■ **Assignment**
Filter these entries, keeping only lines that hold the word "inputs".
Data to examine: Begin
mod command;
mod render;

fn main() -> anyhow::Result<()> {
    command::run()
}
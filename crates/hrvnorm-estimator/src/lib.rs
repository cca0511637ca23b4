//! Percentile estimation against normative HRV reference data.
//!
//! This crate turns a measured heart-rate-variability value into
//! population context, using the cohort table from
//! [`hrvnorm_reference`]:
//!
//! - [`percentile`]: where a measured value ranks within its cohort,
//!   with a 95% confidence interval and a sample-size grade
//! - [`range`]: the cohort's normative 5th-95th percentile band
//!
//! Every operation is a pure function of its inputs and the immutable
//! reference table; results for identical inputs are bit-identical.
//!
//! # Examples
//!
//! ## Ranking a measurement
//!
//! ```
//! use hrvnorm_estimator::{Reliability, estimate};
//!
//! let result = estimate(30, "male", "sdNN", 50.0).unwrap();
//! assert_eq!(format!("{:.1}", result.percentile), "50.2");
//! assert_eq!(result.n, 330);
//! assert_eq!(result.reliability, Reliability::High);
//! ```
//!
//! ## Reading the normative band
//!
//! ```
//! use hrvnorm_estimator::normative_range;
//!
//! let range = normative_range(40, "female", "RMSSD").unwrap();
//! assert_eq!(format!("{:.1}", range.p5), "5.9");
//! assert_eq!(format!("{:.1}", range.p95), "55.5");
//! ```

pub use self::{percentile::*, range::*};
pub use hrvnorm_reference::NormsError;

pub mod percentile;
pub mod range;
Data to examine: End
■ **The completed task**
//! Every operation is a pure function of its inputs and the immutable
//! reference table; results for identical inputs are bit-identical.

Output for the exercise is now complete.